News

Announcing the Aisenstadt Equality and Community Initiative

Published: 5 September 2011

The McGill Centre for Human Rights and Legal Pluralism (CHRLP) is pleased to announce that through a gift from the Aisenstadt Foundation, an exciting new project, named the Aisenstadt Equality and Community Initiative, has been established. This initiative aims to enhance engagement and collaboration between universities and community-based organizations on issues relating to equality and access to fundamental social and economic rights.

The Aisenstadt Equality and Community Initiative will seek to better understand the realities that underlie inequality, social and economic exclusion, and what obstacles prevent effective access to justice within local communities. The initiative will also seek to empower community-based organizations to contest systemic and recurrent violations of equality rights. Finally, the initiative will promote transformative human rights education, which engages students, professors and community-based organizations.

By bringing together an interdisciplinary network of university researchers and students, as well as community-based advocates, the Aisenstadt Equality and Community Initiative will provide a forum for exchange across diverse fields of expertise and different disciplinary backgrounds, including law, social work, education and community development.

The Aisenstadt Initiative will also have a significant impact upon student training, providing practical experience for students working with community-based organizations.  Students will also be involved with faculty researchers in exploring the interplay between theory and practice.

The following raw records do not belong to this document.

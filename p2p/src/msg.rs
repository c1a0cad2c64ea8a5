// Copyright 2023 The Arbor Developers
//
// Licensed under the Apache License, Version 2.0 (the "License");
// you may not use this file except in compliance with the License.
// You may obtain a copy of the License at
//
//     http://www.apache.org/licenses/LICENSE-2.0
//
// Unless required by applicable law or agreed to in writing, software
// distributed under the License is distributed on an "AS IS" BASIS,
// WITHOUT WARRANTIES OR CONDITIONS OF ANY KIND, either express or implied.
// See the License for the specific language governing permissions and
// limitations under the License.

//! Message types exchanged with the four peer classes. Request/response
//! pairs travel through the [`crate::Peer`] calls; everything else is
//! wrapped in [`Message`] and broadcast through the registry.

use arbor_chain::WeightProof;
use arbor_core::core::{
	EndOfSubSlotBundle, FoliageSubBlock, FullBlock, Hash, InfusionPointVdfs,
	RewardChainSubBlock, RewardChainSubBlockUnfinished, SubEpochSummary, UnfinishedBlock,
};

/// A peer announces its peak.
#[derive(Clone, PartialEq, Eq, Debug, Serialize, Deserialize)]
pub struct NewPeak {
	/// Header hash of the announced peak.
	pub header_hash: Hash,
	/// Height of the announced peak.
	pub sub_block_height: u32,
	/// Weight of the announced peak.
	pub weight: u128,
	/// The sender's fork point against its previous peak, a hint to avoid
	/// redundant ancestry walks.
	pub fork_point_hint: u32,
	/// Trunk hash of the peak, to skip re-downloading transactions we hold.
	pub unfinished_reward_hash: Hash,
}

/// Request one sub-block by height.
#[derive(Clone, PartialEq, Eq, Debug, Serialize, Deserialize)]
pub struct RequestSubBlock {
	/// Height requested.
	pub sub_block_height: u32,
	/// Whether to include the transactions generator.
	pub include_transactions: bool,
}

/// One sub-block, answering [`RequestSubBlock`].
#[derive(Clone, PartialEq, Eq, Debug, Serialize, Deserialize)]
pub struct RespondSubBlock {
	/// The sub-block.
	pub sub_block: FullBlock,
}

/// Request a range of sub-blocks.
#[derive(Clone, PartialEq, Eq, Debug, Serialize, Deserialize)]
pub struct RequestSubBlocks {
	/// First height requested.
	pub start_sub_height: u32,
	/// Last height requested, inclusive.
	pub end_sub_height: u32,
	/// Whether to include transactions generators.
	pub include_transactions: bool,
}

/// A range of sub-blocks, answering [`RequestSubBlocks`].
#[derive(Clone, PartialEq, Eq, Debug, Serialize, Deserialize)]
pub struct RespondSubBlocks {
	/// First height included.
	pub start_sub_height: u32,
	/// Last height included.
	pub end_sub_height: u32,
	/// The sub-blocks, ascending by height.
	pub sub_blocks: Vec<FullBlock>,
}

/// The peer cannot serve the requested range.
#[derive(Clone, PartialEq, Eq, Debug, Serialize, Deserialize)]
pub struct RejectSubBlocks {
	/// First height of the rejected range.
	pub start_sub_height: u32,
	/// Last height of the rejected range.
	pub end_sub_height: u32,
}

/// Request a weight proof for a peak.
#[derive(Clone, PartialEq, Eq, Debug, Serialize, Deserialize)]
pub struct RequestProofOfWeight {
	/// Height of the peak the proof must reach.
	pub sub_block_height: u32,
	/// Header hash of that peak.
	pub tip: Hash,
}

/// A weight proof, answering [`RequestProofOfWeight`].
#[derive(Clone, PartialEq, Eq, Debug, Serialize, Deserialize)]
pub struct RespondProofOfWeight {
	/// The proof.
	pub wp: WeightProof,
	/// Header hash of the proven peak.
	pub tip: Hash,
}

/// Advertises a new signage point or end of sub-slot to other full nodes.
#[derive(Clone, PartialEq, Eq, Debug, Serialize, Deserialize)]
pub struct NewSignagePointOrEndOfSubSlot {
	/// Challenge the advertised object chains from.
	pub prev_challenge_hash: Option<Hash>,
	/// Challenge chain hash of the advertised object.
	pub challenge_hash: Hash,
	/// Signage point index, 0 for an end of sub-slot.
	pub index_from_challenge: u8,
	/// Last reward chain infusion before the object.
	pub last_rc_infusion: Hash,
}

/// Ask a peer for a signage point or end of sub-slot we are missing.
#[derive(Clone, PartialEq, Eq, Debug, Serialize, Deserialize)]
pub struct RequestSignagePointOrEndOfSubSlot {
	/// Challenge chain hash wanted.
	pub challenge_hash: Hash,
	/// Signage point index, 0 for an end of sub-slot.
	pub index_from_challenge: u8,
	/// Last reward chain infusion seen.
	pub last_rc_infusion: Hash,
}

/// A finished end of sub-slot from a peer or timelord.
#[derive(Clone, PartialEq, Eq, Debug, Serialize, Deserialize)]
pub struct RespondEndOfSubSlot {
	/// The finished sub-slot.
	pub end_of_slot_bundle: EndOfSubSlotBundle,
}

/// Ask a freshly connected peer for the mempool entries our filter lacks.
#[derive(Clone, PartialEq, Eq, Debug, Serialize, Deserialize)]
pub struct RequestMempoolTransactions {
	/// Serialized filter of the transactions we already hold.
	pub filter: Vec<u8>,
}

/// Advertises an unfinished block by trunk hash.
#[derive(Clone, PartialEq, Eq, Debug, Serialize, Deserialize)]
pub struct NewUnfinishedSubBlock {
	/// Trunk hash of the unfinished block.
	pub unfinished_reward_hash: Hash,
}

/// A complete unfinished block.
#[derive(Clone, PartialEq, Eq, Debug, Serialize, Deserialize)]
pub struct RespondUnfinishedSubBlock {
	/// The unfinished block.
	pub unfinished_sub_block: UnfinishedBlock,
}

/// Infusion point VDFs from a timelord for an unfinished block we relayed.
#[derive(Clone, PartialEq, Eq, Debug, Serialize, Deserialize)]
pub struct NewInfusionPointVdf {
	/// The VDFs and proofs.
	pub infusion: InfusionPointVdfs,
}

/// Peak package for timelords: everything they need to continue their
/// chains on top of it.
#[derive(Clone, PartialEq, Eq, Debug, Serialize, Deserialize)]
pub struct TimelordNewPeak {
	/// Trunk of the peak.
	pub reward_chain_sub_block: RewardChainSubBlock,
	/// Difficulty after the peak.
	pub difficulty: u64,
	/// Deficit at the peak.
	pub deficit: u8,
	/// Sub-slot iterations after the peak.
	pub sub_slot_iters: u64,
	/// Summary the next block would include, if at a boundary.
	pub sub_epoch_summary: Option<SubEpochSummary>,
	/// Recent reward chain infusions, oldest first.
	pub recent_reward_challenges: Vec<(Hash, u128)>,
	/// Total iterations of the last challenge block or end of slot.
	pub last_challenge_sb_or_eos_total_iters: u128,
}

/// Unfinished block package for timelords.
#[derive(Clone, PartialEq, Eq, Debug, Serialize, Deserialize)]
pub struct TimelordNewUnfinishedSubBlock {
	/// Trunk of the unfinished block.
	pub reward_chain_sub_block: RewardChainSubBlockUnfinished,
	/// Difficulty in force for the block.
	pub difficulty: u64,
	/// Sub-slot iterations in force for the block.
	pub sub_slot_iters: u64,
	/// Foliage of the unfinished block.
	pub foliage_sub_block: FoliageSubBlock,
	/// Summary the block would include, if at a boundary.
	pub sub_epoch_summary: Option<SubEpochSummary>,
	/// Reward chain challenge preceding the block.
	pub rc_prev: Hash,
}

/// Peak announcement shaped for wallets.
#[derive(Clone, PartialEq, Eq, Debug, Serialize, Deserialize)]
pub struct WalletNewPeak {
	/// Header hash of the peak.
	pub header_hash: Hash,
	/// Height of the peak.
	pub sub_block_height: u32,
	/// Weight of the peak.
	pub weight: u128,
	/// Fork point against the previous peak the wallet saw.
	pub fork_point: u32,
}

/// New signage point for farmers, with the parameters to farm against.
#[derive(Clone, PartialEq, Eq, Debug, Serialize, Deserialize)]
pub struct FarmerNewSignagePoint {
	/// Challenge the signage point descends from.
	pub challenge_hash: Hash,
	/// Challenge chain hash of the signage point.
	pub challenge_chain_sp: Hash,
	/// Reward chain hash of the signage point.
	pub reward_chain_sp: Hash,
	/// Current difficulty.
	pub difficulty: u64,
	/// Current sub-slot iterations.
	pub sub_slot_iters: u64,
	/// Index of the signage point.
	pub signage_point_index: u8,
}

/// Envelope for everything the node pushes to peers outside a
/// request/response exchange.
#[derive(Clone, Debug)]
pub enum Message {
	/// Peak announcement to full nodes.
	NewPeak(NewPeak),
	/// Signage point or end of sub-slot advertisement to full nodes.
	NewSignagePointOrEndOfSubSlot(NewSignagePointOrEndOfSubSlot),
	/// Request for a missing signage point or end of sub-slot.
	RequestSignagePointOrEndOfSubSlot(RequestSignagePointOrEndOfSubSlot),
	/// Unfinished block advertisement to full nodes.
	NewUnfinishedSubBlock(NewUnfinishedSubBlock),
	/// Mempool diff request to a freshly connected full node.
	RequestMempoolTransactions(RequestMempoolTransactions),
	/// Peak package to timelords.
	TimelordNewPeak(TimelordNewPeak),
	/// Unfinished block package to timelords.
	TimelordNewUnfinishedSubBlock(TimelordNewUnfinishedSubBlock),
	/// Peak announcement to wallets.
	WalletNewPeak(WalletNewPeak),
	/// Signage point announcement to farmers.
	FarmerNewSignagePoint(FarmerNewSignagePoint),
}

Professor Colleen Sheppard, Director of the Centre for Human Rights and Legal Pluralism, spearheaded the initiative.  Anna Shea, a graduating McGill law student  coordinated the initiative this past summer, with the assistance of McGill Law student Emily Elder, and Myriam Dumont Robillard, a graduate student from the University of Montreal. Myriam Dumont Robillard, who was also an Aisenstadt Fellow at the CHRLP this year, strongly believes that this project has the strong potential to make a difference in collective well-being. "By actively engaging with the principal sources of systemic discrimination, this project will effectively support community organisations in improving how they contest and eradicate human right violations."

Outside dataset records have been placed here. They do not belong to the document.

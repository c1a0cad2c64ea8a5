// Copyright 2023 The Arbor Developers
//
// Licensed under the Apache License, Version 2.0 (the "License");
// you may not use this file except in compliance with the License.
// You may obtain a copy of the License at
//
//     http://www.apache.org/licenses/LICENSE-2.0
//
// Unless required by applicable law or agreed to in writing, software
// distributed under the License is distributed on an "AS IS" BASIS,
// WITHOUT WARRANTIES OR CONDITIONS OF ANY KIND, either express or implied.
// See the License for the specific language governing permissions and
// limitations under the License.

//! Succinct proofs of chain weight. A weight proof carries one entry per
//! sub-epoch plus the recent chain verbatim, letting a syncing node accept a
//! far-away peak without downloading the whole chain. Validation here is
//! structural; the sampled VDF spot checks live behind the injected
//! verifiers like every other cryptographic routine.

use std::sync::{Arc, Mutex};

use arbor_core::consensus::ConsensusConstants;
use arbor_core::core::{Hash, Hashed, RewardChainSubBlock};

use crate::chain::Blockchain;
use crate::error::{Error, ErrorKind};

/// One sub-epoch of the chain, compressed to its summary data.
#[derive(Clone, PartialEq, Eq, Debug, Serialize, Deserialize)]
pub struct SubEpochData {
	/// Reward chain hash at the sub-epoch boundary.
	pub reward_chain_hash: Hash,
	/// Number of overflow sub-blocks in the sub-epoch.
	pub num_sub_blocks_overflow: u8,
	/// New sub-slot iterations, when the boundary closed an epoch.
	pub new_sub_slot_iters: Option<u64>,
	/// New difficulty, when the boundary closed an epoch.
	pub new_difficulty: Option<u64>,
}

/// A recent-chain entry of a weight proof: the trunk of one block.
#[derive(Clone, PartialEq, Eq, Debug, Serialize, Deserialize)]
pub struct ProofBlockHeader {
	/// The reward chain sub-block of the proven block.
	pub reward_chain_sub_block: RewardChainSubBlock,
}

/// A succinct proof that a peak's weight is correct.
#[derive(Clone, PartialEq, Eq, Debug, Serialize, Deserialize)]
pub struct WeightProof {
	/// Compressed sub-epochs, oldest first.
	pub sub_epochs: Vec<SubEpochData>,
	/// The recent chain verbatim, oldest first, tip last.
	pub recent_chain_data: Vec<ProofBlockHeader>,
}

impl WeightProof {
	/// Height of the tip this proof claims.
	pub fn tip_height(&self) -> Option<u32> {
		self.recent_chain_data
			.last()
			.map(|h| h.reward_chain_sub_block.sub_block_height)
	}

	/// Weight of the tip this proof claims.
	pub fn tip_weight(&self) -> Option<u128> {
		self.recent_chain_data
			.last()
			.map(|h| h.reward_chain_sub_block.weight)
	}
}

/// Validates weight proofs against our own chain and produces them for
/// peers. Proof generation is cached per tip; the cache is refreshed
/// best-effort as sub-epochs complete.
pub struct WeightProofVerifier {
	constants: Arc<ConsensusConstants>,
	blockchain: Arc<Blockchain>,
	cache: Mutex<Option<(Hash, WeightProof)>>,
}

impl WeightProofVerifier {
	/// A verifier bound to the given chain.
	pub fn new(constants: Arc<ConsensusConstants>, blockchain: Arc<Blockchain>) -> WeightProofVerifier {
		WeightProofVerifier {
			constants,
			blockchain,
			cache: Mutex::new(None),
		}
	}

	/// Validate a weight proof. Returns whether it holds together and the
	/// fork point: the highest height of its recent chain that is already
	/// on our canonical chain, 0 when the chains share nothing recent.
	pub fn validate_weight_proof(&self, wp: &WeightProof) -> Result<(bool, u32), Error> {
		if wp.recent_chain_data.is_empty() {
			return Ok((false, 0));
		}

		let mut prev: Option<&RewardChainSubBlock> = None;
		for entry in &wp.recent_chain_data {
			let rcsb = &entry.reward_chain_sub_block;
			if let Some(p) = prev {
				if rcsb.sub_block_height != p.sub_block_height + 1 {
					warn!("weight proof recent chain skips a height");
					return Ok((false, 0));
				}
				if rcsb.weight <= p.weight {
					warn!("weight proof recent chain weight not increasing");
					return Ok((false, 0));
				}
				if rcsb.total_iters <= p.total_iters {
					warn!("weight proof recent chain iters not increasing");
					return Ok((false, 0));
				}
			}
			prev = Some(rcsb);
		}

		let tip_height = wp.tip_height().unwrap();
		let expected_sub_epochs =
			tip_height.saturating_sub(self.constants.weight_proof_recent_blocks)
				/ self.constants.sub_epoch_sub_blocks;
		if (wp.sub_epochs.len() as u32) < expected_sub_epochs {
			warn!(
				"weight proof carries {} sub-epochs, expected at least {}",
				wp.sub_epochs.len(),
				expected_sub_epochs
			);
			return Ok((false, 0));
		}

		let fork_point = self.find_fork_point(wp);
		Ok((true, fork_point))
	}

	// Highest recent-chain entry already on our canonical chain. We match
	// on the reward infusion of the record at the same height.
	fn find_fork_point(&self, wp: &WeightProof) -> u32 {
		for entry in wp.recent_chain_data.iter().rev() {
			let rcsb = &entry.reward_chain_sub_block;
			if let Some(hash) = self.blockchain.height_to_hash(rcsb.sub_block_height) {
				if let Some(record) = self.blockchain.try_sub_block(&hash) {
					if record.reward_infusion_new_challenge == rcsb.hash() {
						return rcsb.sub_block_height;
					}
				}
			}
		}
		0
	}

	/// Produce (or reuse) the weight proof for the given tip of our own
	/// chain.
	pub fn get_proof_of_weight(&self, tip: &Hash) -> Result<Option<WeightProof>, Error> {
		{
			let cache = self.cache.lock().unwrap();
			if let Some((cached_tip, ref wp)) = *cache {
				if cached_tip == *tip {
					return Ok(Some(wp.clone()));
				}
			}
		}

		let tip_record = match self.blockchain.try_sub_block(tip) {
			Some(r) => r,
			None => return Ok(None),
		};

		let mut recent = vec![];
		let start = tip_record
			.sub_block_height
			.saturating_sub(self.constants.weight_proof_recent_blocks - 1);
		let mut cur = tip_record.clone();
		loop {
			let block = self
				.blockchain
				.get_block(&cur.header_hash)?
				.ok_or_else(|| ErrorKind::NotFound(format!("block {}", cur.header_hash)))?;
			recent.push(ProofBlockHeader {
				reward_chain_sub_block: block.reward_chain_sub_block,
			});
			if cur.sub_block_height <= start {
				break;
			}
			cur = match self.blockchain.try_sub_block(&cur.prev_hash) {
				Some(r) => r,
				None => break,
			};
		}
		recent.reverse();

		let mut sub_epochs = vec![];
		let mut boundary = self.constants.sub_epoch_sub_blocks;
		while boundary <= tip_record.sub_block_height {
			if let Some(hash) = self.blockchain.height_to_hash(boundary) {
				if let Some(record) = self.blockchain.try_sub_block(&hash) {
					if let Some(ses) = record.sub_epoch_summary_included {
						sub_epochs.push(SubEpochData {
							reward_chain_hash: ses.reward_chain_hash,
							num_sub_blocks_overflow: ses.num_sub_blocks_overflow,
							new_sub_slot_iters: ses.new_sub_slot_iters,
							new_difficulty: ses.new_difficulty,
						});
					}
				}
			}
			boundary += self.constants.sub_epoch_sub_blocks;
		}

		let wp = WeightProof {
			sub_epochs,
			recent_chain_data: recent,
		};
		*self.cache.lock().unwrap() = Some((*tip, wp.clone()));
		Ok(Some(wp))
	}

	/// Refresh the cached proof segments after a sub-epoch summary landed.
	/// Best-effort; failures are logged, never propagated.
	pub fn create_prev_sub_epoch_segments(&self) {
		let peak = match self.blockchain.get_peak() {
			Some(p) => p,
			None => return,
		};
		self.cache.lock().unwrap().take();
		if let Err(e) = self.get_proof_of_weight(&peak.header_hash) {
			debug!("could not refresh weight proof segments: {}", e);
		}
	}
}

Participants will do research on access to justice, equality rights and economic and social rights; collaborate in developing educational materials to identify and remedy rights violations for use in community-based organizations; organize community-university workshops; and prepare working papers (including legal and policy-based analysis) highlighting recurrent rights violations in local communities.

The Aisenstadt Equality and Community Initiative will be coordinated by the McGill Centre for Human Rights and Legal Pluralism, with involvement from its university and community-based partners.